The expected answer is a bare count of the lines in the data below that contain "iter".

Start of Block

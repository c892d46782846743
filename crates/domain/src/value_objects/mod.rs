//! Value objects - Immutable objects defined by their attributes

mod birthday;
mod calendar;
mod game_month;
mod week;

pub use birthday::{next_month, Birthday};

pub use calendar::{
    month_name, resolve_calendar_moment, resolve_day_number, resolve_week_cycle, CalendarConfig,
    CalendarMoment, LeapRule, MonthTable, WeekCycle, MAX_MONTH_LENGTH, MONTHS_PER_YEAR,
};

// Once-per-month gating key
pub use game_month::GameMonthKey;

pub use week::{
    allocate_week, week_anchor, week_countdown, weekday_index, DayRange, WeekCountdown,
    WeeklyAllocation, DAYS_PER_WEEK,
};
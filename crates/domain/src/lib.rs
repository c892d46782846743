extern crate self as rpgcal_domain;

pub mod calendar_service;
pub mod common;
pub mod error;
pub mod game_time;
pub mod value_objects;

pub use error::DomainError;

// Re-export the calendar service
pub use calendar_service::{CalendarService, CalendarSnapshot, RpgCalendar};

// Re-export game time types
pub use game_time::{live_clock, LiveClock, TimeOfDay};

// Re-export value objects (explicit list in value_objects/mod.rs)
pub use value_objects::{
    allocate_week, month_name, next_month, resolve_calendar_moment, resolve_day_number,
    resolve_week_cycle, week_anchor, week_countdown, weekday_index, Birthday, CalendarConfig,
    CalendarMoment, DayRange, GameMonthKey, LeapRule, MonthTable, WeekCountdown, WeekCycle,
    WeeklyAllocation, DAYS_PER_WEEK, MAX_MONTH_LENGTH, MONTHS_PER_YEAR,
};
//! Fictional birthdays
//!
//! A birthday is a stored (month, day) in the fictional calendar. It is
//! "today" when its month is the current fictional month and its day falls in
//! the range the weekly allocation gives to the current real weekday.

use serde::{Deserialize, Serialize};

use crate::value_objects::calendar::{CalendarMoment, MONTHS_PER_YEAR};
use crate::value_objects::week::DayRange;

/// A stored fictional birthday (1-indexed month and day).
#[derive(Debug, Clone, Copy, PartialEq, Eq, Hash, Serialize, Deserialize)]
#[serde(rename_all = "camelCase")]
pub struct Birthday {
    pub month: u32,
    pub day: u32,
}

impl Birthday {
    pub fn new(month: u32, day: u32) -> Self {
        Self { month, day }
    }

    /// Whether the month is a real fictional month (1..=12).
    pub fn has_valid_month(&self) -> bool {
        (1..=MONTHS_PER_YEAR as u32).contains(&self.month)
    }

    /// True when this birthday falls on the fictional days shown today.
    pub fn falls_on(&self, moment: &CalendarMoment, today: DayRange) -> bool {
        self.month == moment.month && today.contains(self.day)
    }

    /// True when this birthday is in the fictional month after `moment`'s.
    pub fn falls_in_next_month(&self, moment: &CalendarMoment) -> bool {
        self.month == next_month(moment).1
    }
}

/// The (year, month) following `moment`'s month; the year only changes when
/// wrapping from month 12 to month 1.
pub fn next_month(moment: &CalendarMoment) -> (u32, u32) {
    let month = (moment.month % MONTHS_PER_YEAR as u32) + 1;
    let year = if month == 1 {
        moment.year + 1
    } else {
        moment.year
    };
    (year, month)
}
//! Fictional calendar value objects
//!
//! This module converts real host-local wall time into the in-fiction ("RPG")
//! calendar. A fixed epoch instant is Year 1, Month 1, Day 1, 00:00, and every
//! `hours_per_fictional_day` real hours advance the calendar by one day.
//!
//! Key types:
//! - `LeapRule` - Which fictional years get the extra leap day
//! - `MonthTable` - Days per month in a common year, plus the leap month
//! - `CalendarConfig` - Epoch, day length, month table and leap rule
//! - `CalendarMoment` - Resolved year/month/day for an instant
//! - `WeekCycle` - The "one real week per fictional month" reading

use std::fmt;

use chrono::{NaiveDate, NaiveDateTime};
use serde::{Deserialize, Serialize};

use crate::error::DomainError;
use crate::value_objects::game_month::GameMonthKey;
use crate::value_objects::week::week_anchor;

/// Number of months in a fictional year
pub const MONTHS_PER_YEAR: usize = 12;

const MILLIS_PER_HOUR: i64 = 60 * 60 * 1000;

const DEFAULT_HOURS_PER_FICTIONAL_DAY: u32 = 12;
const DEFAULT_MONTH_LENGTHS: [u32; MONTHS_PER_YEAR] =
    [31, 28, 31, 30, 31, 30, 31, 31, 30, 31, 30, 31];
const DEFAULT_LEAP_MONTH: usize = 1;
/// Upper bound on a single month so year totals always fit in `u32`
pub const MAX_MONTH_LENGTH: u32 = 10_000;

const MONTH_NAMES: [&str; MONTHS_PER_YEAR] = [
    "January",
    "February",
    "March",
    "April",
    "May",
    "June",
    "July",
    "August",
    "September",
    "October",
    "November",
    "December",
];

/// Returns the display name for a 1-indexed month ("Unknown" when out of range).
pub fn month_name(month: u32) -> &'static str {
    month
        .checked_sub(1)
        .and_then(|idx| MONTH_NAMES.get(idx as usize))
        .copied()
        .unwrap_or("Unknown")
}

// ============================================================================
// LeapRule
// ============================================================================

/// Which fictional years carry the extra leap day
#[derive(Debug, Clone, Copy, PartialEq, Eq, Hash, Default, Serialize, Deserialize)]
#[serde(rename_all = "snake_case")]
pub enum LeapRule {
    /// Every year divisible by four (year 4, 8, 12, ...)
    #[default]
    EveryFourthYear,
    /// Every year is a common year
    Never,
}

impl LeapRule {
    pub fn is_leap_year(&self, year: u32) -> bool {
        match self {
            LeapRule::EveryFourthYear => year % 4 == 0,
            LeapRule::Never => false,
        }
    }
}

// ============================================================================
// MonthTable
// ============================================================================

/// Days per month in a common year.
///
/// In a leap year the month at `leap_month` (0-indexed) gets one extra day.
///
/// Validation rules:
/// - Every month has between 1 and `MAX_MONTH_LENGTH` days
/// - `leap_month` indexes into the table
#[derive(Debug, Clone, PartialEq, Eq, Serialize, Deserialize)]
#[serde(try_from = "MonthTableRepr", into = "MonthTableRepr")]
pub struct MonthTable {
    lengths: [u32; MONTHS_PER_YEAR],
    leap_month: usize,
}

#[derive(Serialize, Deserialize)]
#[serde(rename_all = "camelCase")]
struct MonthTableRepr {
    lengths: [u32; MONTHS_PER_YEAR],
    leap_month: usize,
}

impl MonthTable {
    /// Create a new validated month table.
    ///
    /// # Errors
    ///
    /// Returns `DomainError::Validation` if a month has zero days or more
    /// than `MAX_MONTH_LENGTH`, or if `leap_month` is not a valid 0-based
    /// month index.
    pub fn new(lengths: [u32; MONTHS_PER_YEAR], leap_month: usize) -> Result<Self, DomainError> {
        if let Some(idx) = lengths.iter().position(|&days| days == 0) {
            return Err(DomainError::validation(format!(
                "Month {} must have at least one day",
                idx + 1
            )));
        }
        if let Some(idx) = lengths.iter().position(|&days| days > MAX_MONTH_LENGTH) {
            return Err(DomainError::validation(format!(
                "Month {} cannot exceed {} days",
                idx + 1,
                MAX_MONTH_LENGTH
            )));
        }
        if leap_month >= MONTHS_PER_YEAR {
            return Err(DomainError::validation(format!(
                "Leap month index must be below {}",
                MONTHS_PER_YEAR
            )));
        }

        Ok(Self {
            lengths,
            leap_month,
        })
    }

    /// Returns the common-year month lengths.
    pub fn lengths(&self) -> &[u32; MONTHS_PER_YEAR] {
        &self.lengths
    }

    /// Returns the 0-based index of the month that grows in leap years.
    pub fn leap_month(&self) -> usize {
        self.leap_month
    }

    /// Length of the 0-based `month_index`; indices past the table have no days.
    pub fn month_length(&self, month_index: usize, leap: bool) -> u32 {
        let base = self.lengths.get(month_index).copied().unwrap_or(0);
        if leap && month_index == self.leap_month {
            base + 1
        } else {
            base
        }
    }

    /// Total days in a common (or leap) year.
    pub fn year_length(&self, leap: bool) -> u32 {
        let common: u32 = self.lengths.iter().sum();
        if leap {
            common + 1
        } else {
            common
        }
    }
}

impl Default for MonthTable {
    fn default() -> Self {
        Self {
            lengths: DEFAULT_MONTH_LENGTHS,
            leap_month: DEFAULT_LEAP_MONTH,
        }
    }
}

impl TryFrom<MonthTableRepr> for MonthTable {
    type Error = DomainError;

    fn try_from(repr: MonthTableRepr) -> Result<Self, Self::Error> {
        Self::new(repr.lengths, repr.leap_month)
    }
}

impl From<MonthTable> for MonthTableRepr {
    fn from(table: MonthTable) -> Self {
        Self {
            lengths: table.lengths,
            leap_month: table.leap_month,
        }
    }
}

// ============================================================================
// CalendarConfig
// ============================================================================

/// Complete configuration of the fictional calendar.
///
/// Passed explicitly to every resolver; there is no process-wide calendar.
/// Missing fields in a serialized config fall back to the site defaults.
#[derive(Debug, Clone, PartialEq, Eq, Serialize, Deserialize)]
#[serde(try_from = "CalendarConfigRepr", into = "CalendarConfigRepr")]
pub struct CalendarConfig {
    /// Real instant (host-local wall time) of Year 1, Month 1, Day 1, 00:00
    epoch: NaiveDateTime,
    /// Real hours that make up one fictional calendar day
    hours_per_fictional_day: u32,
    month_table: MonthTable,
    leap_rule: LeapRule,
}

#[derive(Serialize, Deserialize)]
#[serde(rename_all = "camelCase", default)]
struct CalendarConfigRepr {
    epoch: NaiveDateTime,
    hours_per_fictional_day: u32,
    month_table: MonthTable,
    leap_rule: LeapRule,
}

impl Default for CalendarConfigRepr {
    fn default() -> Self {
        CalendarConfig::default().into()
    }
}

impl CalendarConfig {
    /// Create a new calendar configuration.
    ///
    /// # Errors
    ///
    /// Returns `DomainError::Validation` if `hours_per_fictional_day` is zero.
    pub fn new(
        epoch: NaiveDateTime,
        hours_per_fictional_day: u32,
        month_table: MonthTable,
        leap_rule: LeapRule,
    ) -> Result<Self, DomainError> {
        if hours_per_fictional_day == 0 {
            return Err(DomainError::validation(
                "Hours per fictional day must be positive",
            ));
        }

        Ok(Self {
            epoch,
            hours_per_fictional_day,
            month_table,
            leap_rule,
        })
    }

    /// Returns a copy of this configuration anchored at a different epoch.
    pub fn with_epoch(mut self, epoch: NaiveDateTime) -> Self {
        self.epoch = epoch;
        self
    }

    /// Returns a copy of this configuration with a different day length.
    ///
    /// # Errors
    ///
    /// Returns `DomainError::Validation` if `hours` is zero.
    pub fn with_hours_per_fictional_day(self, hours: u32) -> Result<Self, DomainError> {
        Self::new(self.epoch, hours, self.month_table, self.leap_rule)
    }

    // Accessors

    pub fn epoch(&self) -> NaiveDateTime {
        self.epoch
    }

    pub fn hours_per_fictional_day(&self) -> u32 {
        self.hours_per_fictional_day
    }

    pub fn month_table(&self) -> &MonthTable {
        &self.month_table
    }

    pub fn leap_rule(&self) -> LeapRule {
        self.leap_rule
    }

    // Computed properties

    pub fn is_leap_year(&self, year: u32) -> bool {
        self.leap_rule.is_leap_year(year)
    }

    /// Days in the 0-based `month_index` of `year`.
    pub fn month_length(&self, month_index: usize, year: u32) -> u32 {
        self.month_table
            .month_length(month_index, self.is_leap_year(year))
    }

    /// Days in `year`.
    pub fn year_length(&self, year: u32) -> u32 {
        self.month_table.year_length(self.is_leap_year(year))
    }

    /// Real milliseconds in one fictional calendar day.
    pub fn millis_per_fictional_day(&self) -> i64 {
        i64::from(self.hours_per_fictional_day) * MILLIS_PER_HOUR
    }
}

impl Default for CalendarConfig {
    /// The site calendar: epoch Monday 2025-09-08 00:00, 12 real hours per day.
    fn default() -> Self {
        let epoch = NaiveDate::from_ymd_opt(2025, 9, 8)
            .and_then(|d| d.and_hms_opt(0, 0, 0))
            .expect("2025-09-08 00:00:00 is a valid local timestamp");
        Self {
            epoch,
            hours_per_fictional_day: DEFAULT_HOURS_PER_FICTIONAL_DAY,
            month_table: MonthTable::default(),
            leap_rule: LeapRule::default(),
        }
    }
}

impl TryFrom<CalendarConfigRepr> for CalendarConfig {
    type Error = DomainError;

    fn try_from(repr: CalendarConfigRepr) -> Result<Self, Self::Error> {
        Self::new(
            repr.epoch,
            repr.hours_per_fictional_day,
            repr.month_table,
            repr.leap_rule,
        )
    }
}

impl From<CalendarConfig> for CalendarConfigRepr {
    fn from(config: CalendarConfig) -> Self {
        Self {
            epoch: config.epoch,
            hours_per_fictional_day: config.hours_per_fictional_day,
            month_table: config.month_table,
            leap_rule: config.leap_rule,
        }
    }
}

// ============================================================================
// CalendarMoment
// ============================================================================

/// Resolved fictional date for one instant. Derived on every call, never stored.
#[derive(Debug, Clone, Copy, PartialEq, Eq, Hash, Serialize, Deserialize)]
#[serde(rename_all = "camelCase")]
pub struct CalendarMoment {
    /// Fictional year (1-indexed)
    pub year: u32,
    /// Fictional month (1-indexed)
    pub month: u32,
    /// Day of month (1-indexed)
    pub day_of_month: u32,
    /// Continuous count of fictional days since the epoch (epoch day is 1)
    pub day_number: i64,
}

impl CalendarMoment {
    pub fn month_name(&self) -> &'static str {
        month_name(self.month)
    }

    /// Display the month and year (e.g., "March, Year 2").
    pub fn display_short(&self) -> String {
        format!("{}, Year {}", self.month_name(), self.year)
    }

    pub fn game_month_key(&self) -> GameMonthKey {
        GameMonthKey::from_moment(self)
    }
}

impl fmt::Display for CalendarMoment {
    fn fmt(&self, f: &mut fmt::Formatter<'_>) -> fmt::Result {
        write!(
            f,
            "Day {} of {}, Year {}",
            self.day_of_month,
            self.month_name(),
            self.year
        )
    }
}

// ============================================================================
// WeekCycle
// ============================================================================

/// Calendar reading where each real Monday-to-Sunday week is one fictional
/// month and twelve weeks make a year.
///
/// Under this reading the weekly allocation covers the whole month exactly
/// once. It is informational; `CalendarMoment` remains the calendar date.
#[derive(Debug, Clone, Copy, PartialEq, Eq, Hash, Serialize, Deserialize)]
#[serde(rename_all = "camelCase")]
pub struct WeekCycle {
    /// Whole real weeks between the epoch's week and the current week
    pub weeks_since_epoch: i64,
    pub year: i64,
    pub month: u32,
}
//! Infrastructure implementations.
//!
//! Contains port trait implementations for external dependencies.

pub mod clock;
pub mod config;
pub mod ports;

End of Block

▶ _Written answer_: 3